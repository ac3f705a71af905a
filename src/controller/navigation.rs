//! Grid loading and detail-page navigation

use crate::model::{ApiGateway as _, TrackDetail};

use super::AppController;

impl AppController {
    /// Load the browse grid from the backend
    pub async fn load_track_grid(&self) {
        self.model.set_content_loading(true).await;

        match self.gateway.list_tracks().await {
            Ok(tracks) => {
                tracing::info!(count = tracks.len(), "Loaded track grid");
                self.model.set_track_grid(tracks).await;
            }
            Err(e) => {
                tracing::error!(error = %e, "Failed to load track grid");
                self.model.set_track_grid(Vec::new()).await;
            }
        }
    }

    /// Open the detail page for a slug.
    ///
    /// The similar-tracks fetch is only issued once the primary fetch has
    /// succeeded; any primary failure ends in the terminal not-found view
    /// with no retry. A failed similar fetch hides the section but the page
    /// still renders.
    pub async fn open_track_detail(&self, slug: &str) {
        tracing::debug!(slug, "Opening track detail");
        self.model.set_content_loading(true).await;

        let track = match self.gateway.track_by_slug(slug).await {
            Ok(track) => track,
            Err(e) => {
                tracing::info!(slug, error = %e, "Track fetch failed, showing not found");
                self.model.set_not_found(slug.to_string()).await;
                return;
            }
        };

        let similar = match self.gateway.similar_tracks(slug).await {
            Ok(similar) => similar,
            Err(e) => {
                tracing::debug!(slug, error = %e, "Similar tracks unavailable");
                Vec::new()
            }
        };

        self.model
            .set_track_detail(TrackDetail::new(track, similar))
            .await;
    }

    /// Open the detail page for the currently selected card
    pub async fn open_selected_track(&self) {
        let selected = self
            .model
            .selected_grid_track()
            .await
            .or(self.model.selected_similar_track().await);

        if let Some((track, _)) = selected {
            self.open_track_detail(&track.slug).await;
        }
    }

    pub async fn go_back(&self) {
        self.model.navigate_back().await;
    }
}

#[cfg(test)]
mod tests {
    use std::sync::Arc;
    use std::sync::atomic::Ordering;

    use super::*;
    use crate::model::gateway::testing::FakeGateway;
    use crate::model::test_util::sample_track;
    use crate::model::{AppModel, ContentView};

    fn setup(gateway: FakeGateway) -> (Arc<AppModel>, Arc<FakeGateway>, AppController) {
        let model = Arc::new(AppModel::new(false));
        let gateway = Arc::new(gateway);
        let controller = AppController::new(
            model.clone(),
            gateway.clone(),
            "https://viberfy.example".to_string(),
        );
        (model, gateway, controller)
    }

    #[tokio::test]
    async fn missing_track_is_terminal_and_skips_similar_fetch() {
        let (model, gateway, controller) = setup(FakeGateway::new());

        controller.open_track_detail("missing").await;

        let state = model.get_content_state().await;
        assert!(!state.is_loading);
        match &state.view {
            ContentView::NotFound { slug } => assert_eq!(slug, "missing"),
            other => panic!("expected not-found view, got {other:?}"),
        }
        assert_eq!(gateway.similar_calls.load(Ordering::SeqCst), 0);
    }

    #[tokio::test]
    async fn detail_opens_with_similar_tracks() {
        let track = sample_track(1, "a");
        let (model, gateway, controller) = setup(
            FakeGateway::new()
                .with_track(track.clone())
                .with_similar("a", vec![sample_track(2, "b"), sample_track(3, "c")]),
        );

        controller.open_track_detail("a").await;

        assert_eq!(gateway.similar_calls.load(Ordering::SeqCst), 1);
        let state = model.get_content_state().await;
        let ContentView::TrackDetail { detail, .. } = &state.view else {
            panic!("expected detail view");
        };
        assert_eq!(detail.track.slug, "a");
        assert_eq!(detail.similar.len(), 2);
    }

    #[tokio::test]
    async fn failed_similar_fetch_still_renders_the_page() {
        let track = sample_track(1, "a");
        let gateway = FakeGateway::new().with_track(track.clone());
        gateway.fail_similar.store(true, Ordering::SeqCst);
        let (model, _gateway, controller) = setup(gateway);

        controller.open_track_detail("a").await;

        let state = model.get_content_state().await;
        let ContentView::TrackDetail { detail, .. } = &state.view else {
            panic!("expected detail view");
        };
        assert!(detail.similar.is_empty());
    }

    #[tokio::test]
    async fn empty_backend_yields_an_empty_grid() {
        let (model, _gateway, controller) = setup(FakeGateway::new());

        controller.load_track_grid().await;

        let state = model.get_content_state().await;
        assert!(!state.is_loading);
        let ContentView::TrackGrid { tracks, .. } = &state.view else {
            panic!("expected grid view");
        };
        assert!(tracks.is_empty());
    }
}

******

Instructions to follow: Extract all lines from the data in which "Ordering" is found.

Answer:
    use std::sync::atomic::Ordering;
        assert_eq!(gateway.similar_calls.load(Ordering::SeqCst), 0);
        assert_eq!(gateway.similar_calls.load(Ordering::SeqCst), 1);
        gateway.fail_similar.store(true, Ordering::SeqCst);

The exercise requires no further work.